-- Data for this exercise follows --

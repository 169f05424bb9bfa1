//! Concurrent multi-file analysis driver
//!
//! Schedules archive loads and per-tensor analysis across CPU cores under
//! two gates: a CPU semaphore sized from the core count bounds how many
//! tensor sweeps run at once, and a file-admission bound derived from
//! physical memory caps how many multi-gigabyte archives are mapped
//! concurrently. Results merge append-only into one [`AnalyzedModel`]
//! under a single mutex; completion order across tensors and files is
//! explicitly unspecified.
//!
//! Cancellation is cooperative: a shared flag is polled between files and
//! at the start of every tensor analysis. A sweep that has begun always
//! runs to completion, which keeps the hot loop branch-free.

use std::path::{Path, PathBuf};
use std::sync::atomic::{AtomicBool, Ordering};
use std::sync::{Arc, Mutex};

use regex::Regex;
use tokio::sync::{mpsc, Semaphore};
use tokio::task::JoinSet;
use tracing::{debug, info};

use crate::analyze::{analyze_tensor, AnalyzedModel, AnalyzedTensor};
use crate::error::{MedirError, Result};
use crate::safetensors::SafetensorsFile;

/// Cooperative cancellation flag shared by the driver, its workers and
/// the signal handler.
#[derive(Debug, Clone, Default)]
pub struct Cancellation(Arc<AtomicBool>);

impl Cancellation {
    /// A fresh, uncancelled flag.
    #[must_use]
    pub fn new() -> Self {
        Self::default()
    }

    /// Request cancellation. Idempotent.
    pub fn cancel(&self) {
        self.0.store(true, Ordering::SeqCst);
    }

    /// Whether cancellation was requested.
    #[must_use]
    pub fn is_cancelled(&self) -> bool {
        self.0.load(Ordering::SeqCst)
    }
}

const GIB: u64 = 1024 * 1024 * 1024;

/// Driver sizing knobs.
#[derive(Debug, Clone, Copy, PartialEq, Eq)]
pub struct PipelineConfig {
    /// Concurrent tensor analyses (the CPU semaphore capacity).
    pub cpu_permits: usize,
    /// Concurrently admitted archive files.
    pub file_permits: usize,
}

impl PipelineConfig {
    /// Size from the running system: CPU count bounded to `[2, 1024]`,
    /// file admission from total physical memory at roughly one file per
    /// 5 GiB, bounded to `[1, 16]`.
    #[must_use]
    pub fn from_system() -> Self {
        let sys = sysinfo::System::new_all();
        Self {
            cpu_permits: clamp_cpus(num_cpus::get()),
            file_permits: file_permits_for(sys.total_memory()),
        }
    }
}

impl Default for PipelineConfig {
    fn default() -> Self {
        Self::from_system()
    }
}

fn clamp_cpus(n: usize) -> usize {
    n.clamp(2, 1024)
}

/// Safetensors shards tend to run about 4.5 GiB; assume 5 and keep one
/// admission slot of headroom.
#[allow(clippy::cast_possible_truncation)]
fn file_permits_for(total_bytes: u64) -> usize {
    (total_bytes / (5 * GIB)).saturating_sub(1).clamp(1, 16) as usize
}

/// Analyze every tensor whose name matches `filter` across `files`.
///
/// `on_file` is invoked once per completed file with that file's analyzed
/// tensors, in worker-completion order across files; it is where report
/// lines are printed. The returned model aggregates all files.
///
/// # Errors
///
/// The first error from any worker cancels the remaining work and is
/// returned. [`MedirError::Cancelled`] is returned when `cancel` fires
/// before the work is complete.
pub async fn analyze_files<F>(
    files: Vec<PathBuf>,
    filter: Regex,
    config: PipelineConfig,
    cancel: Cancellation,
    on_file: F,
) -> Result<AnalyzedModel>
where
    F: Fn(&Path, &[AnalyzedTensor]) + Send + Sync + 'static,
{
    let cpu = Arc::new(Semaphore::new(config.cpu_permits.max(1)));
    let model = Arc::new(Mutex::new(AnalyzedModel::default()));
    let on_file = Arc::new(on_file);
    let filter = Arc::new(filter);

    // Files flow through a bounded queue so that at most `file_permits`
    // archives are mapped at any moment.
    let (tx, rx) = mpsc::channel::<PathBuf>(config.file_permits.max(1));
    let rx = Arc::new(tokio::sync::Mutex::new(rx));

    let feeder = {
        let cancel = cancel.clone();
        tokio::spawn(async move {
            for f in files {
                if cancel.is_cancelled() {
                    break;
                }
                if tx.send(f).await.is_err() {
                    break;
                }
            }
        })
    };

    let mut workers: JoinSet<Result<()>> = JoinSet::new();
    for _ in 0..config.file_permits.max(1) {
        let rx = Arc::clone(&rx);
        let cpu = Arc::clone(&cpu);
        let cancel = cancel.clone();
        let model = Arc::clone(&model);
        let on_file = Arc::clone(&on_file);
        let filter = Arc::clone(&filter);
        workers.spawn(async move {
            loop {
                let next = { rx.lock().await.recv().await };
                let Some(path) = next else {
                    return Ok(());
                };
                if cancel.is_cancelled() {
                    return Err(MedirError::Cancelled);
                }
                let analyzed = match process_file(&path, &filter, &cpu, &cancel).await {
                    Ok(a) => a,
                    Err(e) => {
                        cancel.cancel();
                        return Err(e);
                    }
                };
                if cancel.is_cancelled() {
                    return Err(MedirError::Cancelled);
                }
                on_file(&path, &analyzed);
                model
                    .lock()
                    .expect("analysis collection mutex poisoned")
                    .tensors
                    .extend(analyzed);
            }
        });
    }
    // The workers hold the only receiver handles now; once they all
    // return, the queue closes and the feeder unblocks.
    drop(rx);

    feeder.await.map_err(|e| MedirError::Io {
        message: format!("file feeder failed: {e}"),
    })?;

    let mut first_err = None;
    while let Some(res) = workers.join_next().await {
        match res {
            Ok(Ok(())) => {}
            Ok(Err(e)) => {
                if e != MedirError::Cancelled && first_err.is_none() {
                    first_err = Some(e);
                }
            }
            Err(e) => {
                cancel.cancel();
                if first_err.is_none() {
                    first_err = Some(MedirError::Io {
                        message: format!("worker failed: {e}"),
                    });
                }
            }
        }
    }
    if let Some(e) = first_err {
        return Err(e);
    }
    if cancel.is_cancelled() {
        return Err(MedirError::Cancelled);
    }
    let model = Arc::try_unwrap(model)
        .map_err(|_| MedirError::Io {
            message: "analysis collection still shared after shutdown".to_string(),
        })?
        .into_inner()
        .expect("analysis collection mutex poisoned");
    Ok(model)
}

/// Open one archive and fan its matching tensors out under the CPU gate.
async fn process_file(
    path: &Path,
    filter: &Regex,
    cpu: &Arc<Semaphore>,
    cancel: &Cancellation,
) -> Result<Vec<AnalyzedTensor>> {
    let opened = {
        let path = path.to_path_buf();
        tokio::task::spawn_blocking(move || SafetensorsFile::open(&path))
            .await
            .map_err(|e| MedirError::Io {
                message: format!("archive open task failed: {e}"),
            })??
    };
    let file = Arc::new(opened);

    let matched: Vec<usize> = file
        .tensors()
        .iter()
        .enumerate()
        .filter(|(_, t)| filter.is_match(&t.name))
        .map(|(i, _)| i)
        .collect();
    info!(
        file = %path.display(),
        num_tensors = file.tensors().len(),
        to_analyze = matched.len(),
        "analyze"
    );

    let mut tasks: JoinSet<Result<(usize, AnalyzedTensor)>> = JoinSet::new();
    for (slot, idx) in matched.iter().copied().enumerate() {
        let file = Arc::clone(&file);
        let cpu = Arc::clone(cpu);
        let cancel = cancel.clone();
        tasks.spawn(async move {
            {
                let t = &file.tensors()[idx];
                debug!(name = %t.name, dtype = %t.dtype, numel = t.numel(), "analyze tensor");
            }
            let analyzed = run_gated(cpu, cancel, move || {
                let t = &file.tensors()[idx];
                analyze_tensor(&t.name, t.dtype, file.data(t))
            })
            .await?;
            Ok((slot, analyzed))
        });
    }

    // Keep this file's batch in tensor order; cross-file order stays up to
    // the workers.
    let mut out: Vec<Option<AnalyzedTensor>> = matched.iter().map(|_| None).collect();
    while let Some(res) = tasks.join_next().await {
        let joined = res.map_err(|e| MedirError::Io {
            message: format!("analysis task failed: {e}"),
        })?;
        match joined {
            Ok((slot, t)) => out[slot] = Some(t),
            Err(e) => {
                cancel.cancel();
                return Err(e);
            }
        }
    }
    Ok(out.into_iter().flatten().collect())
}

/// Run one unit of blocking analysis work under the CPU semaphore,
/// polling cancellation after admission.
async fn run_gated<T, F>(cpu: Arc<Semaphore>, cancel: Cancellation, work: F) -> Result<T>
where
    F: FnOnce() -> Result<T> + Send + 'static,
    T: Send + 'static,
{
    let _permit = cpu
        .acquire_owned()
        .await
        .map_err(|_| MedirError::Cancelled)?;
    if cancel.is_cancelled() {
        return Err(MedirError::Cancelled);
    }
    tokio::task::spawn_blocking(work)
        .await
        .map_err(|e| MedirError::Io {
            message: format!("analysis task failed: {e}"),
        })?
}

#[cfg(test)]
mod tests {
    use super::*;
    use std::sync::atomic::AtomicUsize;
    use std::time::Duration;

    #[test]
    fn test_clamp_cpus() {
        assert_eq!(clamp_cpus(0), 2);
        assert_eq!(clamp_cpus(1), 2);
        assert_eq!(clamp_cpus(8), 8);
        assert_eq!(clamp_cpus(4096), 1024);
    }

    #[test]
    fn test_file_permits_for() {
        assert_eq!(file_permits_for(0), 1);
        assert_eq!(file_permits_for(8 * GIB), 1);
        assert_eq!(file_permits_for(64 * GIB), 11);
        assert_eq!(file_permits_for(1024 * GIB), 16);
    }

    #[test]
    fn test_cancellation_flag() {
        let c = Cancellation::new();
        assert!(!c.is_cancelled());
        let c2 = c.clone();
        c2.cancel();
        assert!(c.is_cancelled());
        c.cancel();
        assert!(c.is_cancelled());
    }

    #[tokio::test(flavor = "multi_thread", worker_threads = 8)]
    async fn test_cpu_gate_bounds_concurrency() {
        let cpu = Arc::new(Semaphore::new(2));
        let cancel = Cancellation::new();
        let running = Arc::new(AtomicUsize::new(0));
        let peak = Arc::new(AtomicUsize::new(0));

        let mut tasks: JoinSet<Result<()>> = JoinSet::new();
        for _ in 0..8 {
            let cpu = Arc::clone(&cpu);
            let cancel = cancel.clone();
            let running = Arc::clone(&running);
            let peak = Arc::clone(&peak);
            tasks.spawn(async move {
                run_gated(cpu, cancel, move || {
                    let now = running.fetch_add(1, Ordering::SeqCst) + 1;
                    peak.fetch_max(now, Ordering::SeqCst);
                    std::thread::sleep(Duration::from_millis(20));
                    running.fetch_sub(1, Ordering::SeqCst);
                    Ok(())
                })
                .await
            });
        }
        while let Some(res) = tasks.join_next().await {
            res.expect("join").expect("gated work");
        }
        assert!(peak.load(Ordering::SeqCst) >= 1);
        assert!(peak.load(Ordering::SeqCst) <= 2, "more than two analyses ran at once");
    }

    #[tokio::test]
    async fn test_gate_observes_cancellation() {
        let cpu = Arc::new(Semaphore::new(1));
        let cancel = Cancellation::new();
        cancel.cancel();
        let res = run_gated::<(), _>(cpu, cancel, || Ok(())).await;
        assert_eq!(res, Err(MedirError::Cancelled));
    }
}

-- Data for this exercise concluded --

• _Required action_
Would you copy every line of the entries that includes the word "struct"?

• _Response to the task_
pub struct Cancellation(Arc<AtomicBool>);
pub struct PipelineConfig {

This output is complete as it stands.